O Presidente da República diz que é preciso apurar se os direitos dos trabalhadores rurais em Odemira são respeitados e agir se necessário e que seja quebrada a cadeia de transmissão da covid-19.

São coisas diferentes. Uma é saber: há problemas em termos de direitos das pessoas e de trabalhadores, naquele caso? Um problema. Outro problema, sanitário: impõe-se ou não proceder a um isolamento de um número apreciável de trabalhadores, com cadeias de transmissão contínuas, ininterruptas, e que importava quebrar, para o bem da comunidade?", sustentou o chefe de Estado.

Marcelo Rebelo de Sousa falava aos jornalistas à chegada à Madeira, sábado à noite, onde se deslocou para apresentar cumprimentos aos órgãos de governo próprio da Região Autónoma da Madeira, na sequência da sua reeleição como Presidente da República, e preparar as comemorações do Dia de Portugal, que este ano decorrem no arquipélago.

Espero que seja possível apurar a primeira e agir se for caso disso", afirmou, referindo-se, ainda, ao caso dos trabalhadores rurais em Odemira.

Marcelo Rebelo de Sousa salientou, por outro lado, que é necessário quebrar a cadeia de transmissão que está a "penalizar o município".

O Governo decidiu decretar uma cerca sanitária às freguesias de São Teotónio e Almograve, no concelho de Odemira, devido à elevada incidência de casos de covid-19, sobretudo em trabalhadores do setor agrícola, anunciou na quinta-feira o primeiro-ministro.

O primeiro-ministro, António Costa, sublinhou que "alguma população vive em situações de insalubridade habitacional inadmissível, com hipersobrelotação das habitações", relatando situações de "risco enorme para a saúde pública, para além de uma violação gritante dos direitos humanos".

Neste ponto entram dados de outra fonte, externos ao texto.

use crate::calculations::pricing::LineAmounts;
use serde::{Deserialize, Serialize};

/// A catalog line on the quote (equipment, setup fee, ...), priced independently of time.
#[derive(Debug, Clone, PartialEq, Serialize, Deserialize)]
pub struct QuoteItem {
    /// Identifier within the quote, assigned on insert when zero.
    #[serde(default)]
    pub id: u32,
    pub description: String,
    /// Quantity of units. Must be non-negative.
    pub quantity: f64,
    /// Price per unit before tax. Must be non-negative.
    pub unit_price_chf: f64,
    /// Optional unit label ("pce", "forfait", "h").
    #[serde(default, skip_serializing_if = "Option::is_none")]
    pub unit: Option<String>,
}

impl QuoteItem {
    pub fn new(description: impl Into<String>, quantity: f64, unit_price_chf: f64) -> Self {
        Self {
            id: 0,
            description: description.into(),
            quantity,
            unit_price_chf,
            unit: None,
        }
    }

    pub fn amounts(&self, vat_pct: f64) -> LineAmounts {
        LineAmounts::from_ht(self.quantity * self.unit_price_chf, vat_pct)
    }

    pub fn validate(&self) -> Result<(), String> {
        if self.description.trim().is_empty() {
            return Err(format!("item {} requires a description", self.id));
        }
        if !self.quantity.is_finite() || self.quantity < 0.0 {
            return Err(format!(
                "item {} has invalid quantity {}",
                self.id, self.quantity
            ));
        }
        if !self.unit_price_chf.is_finite() || self.unit_price_chf < 0.0 {
            return Err(format!(
                "item {} has invalid unit price {}",
                self.id, self.unit_price_chf
            ));
        }
        Ok(())
    }
}
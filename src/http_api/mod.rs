use std::{net::SocketAddr, sync::Arc};

use axum::{
    Json, Router,
    extract::{Path, State},
    http::StatusCode,
    response::{IntoResponse, Response},
    routing::{get, post},
};
use parking_lot::RwLock;
use serde::Serialize;
use serde_json::json;

use crate::{
    Client, GroupedVacation, Quote, QuoteError, QuoteItem, QuoteSettings, QuoteSummary,
    VacationEntry, VacationLine, calculate_line,
};

#[derive(Clone)]
pub struct AppState {
    quote: Arc<RwLock<Quote>>,
}

impl AppState {
    pub fn new(quote: Quote) -> Self {
        Self {
            quote: Arc::new(RwLock::new(quote)),
        }
    }

    pub fn with_shared(quote: Arc<RwLock<Quote>>) -> Self {
        Self { quote }
    }

    fn quote(&self) -> Arc<RwLock<Quote>> {
        self.quote.clone()
    }
}

#[derive(Debug, Serialize)]
struct ErrorBody<'a> {
    error: &'a str,
    message: String,
}

#[derive(Debug)]
enum ApiError {
    NotFound(String),
    Invalid(String),
    Internal(String),
}

impl ApiError {
    fn not_found(message: impl Into<String>) -> Self {
        ApiError::NotFound(message.into())
    }

    fn invalid(message: impl Into<String>) -> Self {
        ApiError::Invalid(message.into())
    }

    fn internal(message: impl Into<String>) -> Self {
        ApiError::Internal(message.into())
    }
}

impl From<QuoteError> for ApiError {
    fn from(value: QuoteError) -> Self {
        match value {
            QuoteError::VacationNotFound(_) | QuoteError::ItemNotFound(_) => {
                ApiError::NotFound(value.to_string())
            }
            _ => ApiError::Invalid(value.to_string()),
        }
    }
}

impl IntoResponse for ApiError {
    fn into_response(self) -> Response {
        let (status, error, message) = match self {
            ApiError::NotFound(message) => (StatusCode::NOT_FOUND, "not_found", message),
            ApiError::Invalid(message) => (StatusCode::BAD_REQUEST, "invalid_request", message),
            ApiError::Internal(message) => {
                (StatusCode::INTERNAL_SERVER_ERROR, "internal_error", message)
            }
        };
        if status.is_server_error() {
            tracing::error!(%message, "request failed");
        } else {
            tracing::debug!(%status, %message, "request rejected");
        }
        (status, Json(ErrorBody { error, message })).into_response()
    }
}

pub fn router(state: AppState) -> Router {
    Router::new()
        .route("/health", get(health))
        .route("/settings", get(get_settings).put(update_settings))
        .route("/client", get(get_client).put(update_client))
        .route("/vacations", get(list_vacations).post(create_vacation))
        .route("/vacations/grouped", get(grouped_vacations))
        .route(
            "/vacations/:id",
            get(get_vacation).put(update_vacation).delete(delete_vacation),
        )
        .route("/calculate", post(calculate))
        .route("/items", get(list_items).post(create_item))
        .route("/items/:id", axum::routing::delete(delete_item))
        .route("/summary", get(summary))
        .with_state(state)
}

pub async fn serve(addr: SocketAddr, quote: Quote) -> std::io::Result<()> {
    let state = AppState::new(quote);
    let app = router(state);
    let listener = tokio::net::TcpListener::bind(addr).await?;
    tracing::info!(%addr, "http api listening");
    axum::serve(listener, app).await
}

async fn health() -> impl IntoResponse {
    Json(json!({ "status": "ok" }))
}

async fn get_settings(State(state): State<AppState>) -> Json<QuoteSettings> {
    let quote = state.quote();
    let settings = quote.read().settings().clone();
    Json(settings)
}

async fn update_settings(
    State(state): State<AppState>,
    Json(settings): Json<QuoteSettings>,
) -> Result<Json<QuoteSettings>, ApiError> {
    let quote = state.quote();
    let mut guard = quote.write();
    guard.set_settings(settings)?;
    Ok(Json(guard.settings().clone()))
}

async fn get_client(State(state): State<AppState>) -> Json<Client> {
    let quote = state.quote();
    let client = quote.read().client().clone();
    Json(client)
}

async fn update_client(
    State(state): State<AppState>,
    Json(client): Json<Client>,
) -> Result<Json<Client>, ApiError> {
    if client.is_empty() {
        return Err(ApiError::invalid("client name must not be empty"));
    }
    let quote = state.quote();
    quote.write().set_client(client.clone());
    Ok(Json(client))
}

async fn list_vacations(State(state): State<AppState>) -> Result<Json<Vec<VacationLine>>, ApiError> {
    let quote = state.quote();
    let lines = quote.read().vacation_lines()?;
    Ok(Json(lines))
}

async fn grouped_vacations(
    State(state): State<AppState>,
) -> Result<Json<Vec<GroupedVacation>>, ApiError> {
    let quote = state.quote();
    let groups = quote.read().grouped_vacations()?;
    Ok(Json(groups))
}

async fn get_vacation(
    State(state): State<AppState>,
    Path(id): Path<u32>,
) -> Result<Json<VacationLine>, ApiError> {
    let quote = state.quote();
    let line = quote.read().vacation_line(id)?;
    Ok(Json(line))
}

async fn create_vacation(
    State(state): State<AppState>,
    Json(entry): Json<VacationEntry>,
) -> Result<(StatusCode, Json<VacationLine>), ApiError> {
    let quote = state.quote();
    let mut guard = quote.write();
    let id = guard.add_vacation(entry)?;
    let created = guard
        .vacation_line(id)
        .map_err(|_| ApiError::internal("vacation not found after creation"))?;
    Ok((StatusCode::CREATED, Json(created)))
}

async fn update_vacation(
    State(state): State<AppState>,
    Path(id): Path<u32>,
    Json(mut entry): Json<VacationEntry>,
) -> Result<Json<VacationLine>, ApiError> {
    if entry.id != 0 && entry.id != id {
        return Err(ApiError::invalid(
            "vacation id in payload does not match path parameter",
        ));
    }
    entry.id = id;
    let quote = state.quote();
    let mut guard = quote.write();
    if guard.find_vacation(id).is_none() {
        return Err(ApiError::not_found(format!("vacation {id} not found")));
    }
    guard.upsert_vacation(entry)?;
    Ok(Json(guard.vacation_line(id)?))
}

async fn delete_vacation(
    State(state): State<AppState>,
    Path(id): Path<u32>,
) -> Result<StatusCode, ApiError> {
    let quote = state.quote();
    let removed = quote.write().delete_vacation(id);
    if !removed {
        return Err(ApiError::not_found(format!("vacation {id} not found")));
    }
    Ok(StatusCode::NO_CONTENT)
}

/// Stateless calculation against the current settings; nothing is stored.
async fn calculate(
    State(state): State<AppState>,
    Json(entry): Json<VacationEntry>,
) -> Result<Json<VacationLine>, ApiError> {
    let quote = state.quote();
    let settings = quote.read().settings().clone();
    let line = calculate_line(&entry, &settings).map_err(|err| ApiError::invalid(err.to_string()))?;
    Ok(Json(line))
}

async fn list_items(State(state): State<AppState>) -> Json<Vec<QuoteItem>> {
    let quote = state.quote();
    let items = quote.read().items().to_vec();
    Json(items)
}

async fn create_item(
    State(state): State<AppState>,
    Json(item): Json<QuoteItem>,
) -> Result<(StatusCode, Json<QuoteItem>), ApiError> {
    let quote = state.quote();
    let mut guard = quote.write();
    let id = guard.add_item(item)?;
    let created = guard
        .items()
        .iter()
        .find(|item| item.id == id)
        .cloned()
        .ok_or_else(|| ApiError::internal("item not found after creation"))?;
    Ok((StatusCode::CREATED, Json(created)))
}

async fn delete_item(
    State(state): State<AppState>,
    Path(id): Path<u32>,
) -> Result<StatusCode, ApiError> {
    let quote = state.quote();
    quote.write().delete_item(id)?;
    Ok(StatusCode::NO_CONTENT)
}

async fn summary(State(state): State<AppState>) -> Result<Json<QuoteSummary>, ApiError> {
    let quote = state.quote();
    let summary = quote.read().refresh()?;
    Ok(Json(summary))
}
pub mod calculations;
pub mod calendar;
pub mod config;
pub mod document;
#[cfg(feature = "http_api")]
pub mod http_api;
pub mod item;
pub mod metadata;
pub mod persistence;
pub mod quote;
pub mod serde_time;
pub mod settings;
pub mod telemetry;
pub mod vacation;
pub mod vacation_validation;

pub use calculations::grouping::{GroupedVacation, group_vacations};
pub use calculations::hours::{Bucket, HourBuckets, HourSplitter};
pub use calculations::pricing::{LineAmounts, Pricing, round_chf};
pub use calculations::{calculate_line, calculate_lines, calculate_vacation};
pub use calendar::{
    Canton, CantonCalendar, HolidayTable, PublicHoliday, UnknownCanton, swiss_holidays,
};
pub use config::{AppConfig, ConfigError};
pub use document::{DocumentRenderer, QuoteDocument, TextRenderer, format_chf, format_hours};
pub use item::QuoteItem;
pub use metadata::{Client, QuoteMetadata};
#[cfg(feature = "sqlite")]
pub use persistence::sqlite::SqliteQuoteStore;
pub use persistence::{
    PersistenceError, QuoteStore, export_vacation_lines_to_csv, load_quote_from_csv,
    load_quote_from_json, load_settings_from_json, save_quote_to_csv, save_quote_to_json,
    save_settings_to_json,
};
pub use quote::{Quote, QuoteError, QuoteSummary, QuoteTotals};
pub use settings::{HolidayPrecedence, NightWindow, PauseAllocation, QuoteSettings, SettingsError};
pub use vacation::{VacationBreakdown, VacationEntry, VacationLine};
pub use vacation_validation::{VacationError, validate_vacation, validate_vacation_collection};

Na chegada à Madeira, o Presidente da República considerou que "havia que agir", vincando que o executivo "exerceu os poderes", de acordo com a situação de calamidade, que entrou em vigor às 00:00 do dia 1 de maio.

Lei específica sobre emergência sanitária

O Presidente da República disse, também, que o Parlamento deve avançar com a criação de uma "lei específica sobre emergência sanitária" quando a pandemia de covid-19 terminar, vincando também que é necessário fazer uma "reavaliação do quadro constitucional".

Penso que é prudente fazer isso. Nós, felizmente, estamos já na ponta final da pandemia e, terminada a pandemia, temos o desafio económico e social e poderemos ter, com algum distanciamento, assim o Parlamento o decida, uma reponderação de como enfrentar no futuro, em termos jurídicos, situações como esta", observou.

Marcelo disse ter já consultado os partidos com assento parlamentar sobre a eventual criação de "legislação específica" sobre emergência sanitária, mas foi decidido "levar até ao fim o processo pandémico" antes de qualquer iniciativa nesse sentido.

Os partidos - eu ouvi sobre isso os partidos - disseram que não fazia sentido fazê-lo no meio da pandemia e que era tão complicado estar a fazê-lo assim a correr. Mais valia esperar o fim da pandemia e fazer uma reavaliação do quadro constitucional e do quadro legal", explicou.

Em relação à Região Autónoma da Madeira, o chefe de Estado apontou que a transição da primavera para o verão será "uma boa surpresa" em termos de recuperação económica.

A Madeira está a viver, do ponto de vista pandémico, um período muito bom e de viragem, não apenas a recuperação, mas de facto uma retoma turística, uma retoma económica em geral, francamente promissora", declarou.

De acordo com os dados mais recentes da Direção Regional de Saúde, o arquipélago, com cerca de 260 mil habitantes, regista 258 casos ativos de covid-19, num total de 8.988 confirmados desde o início da pandemia, e 71 mortos associados à doença.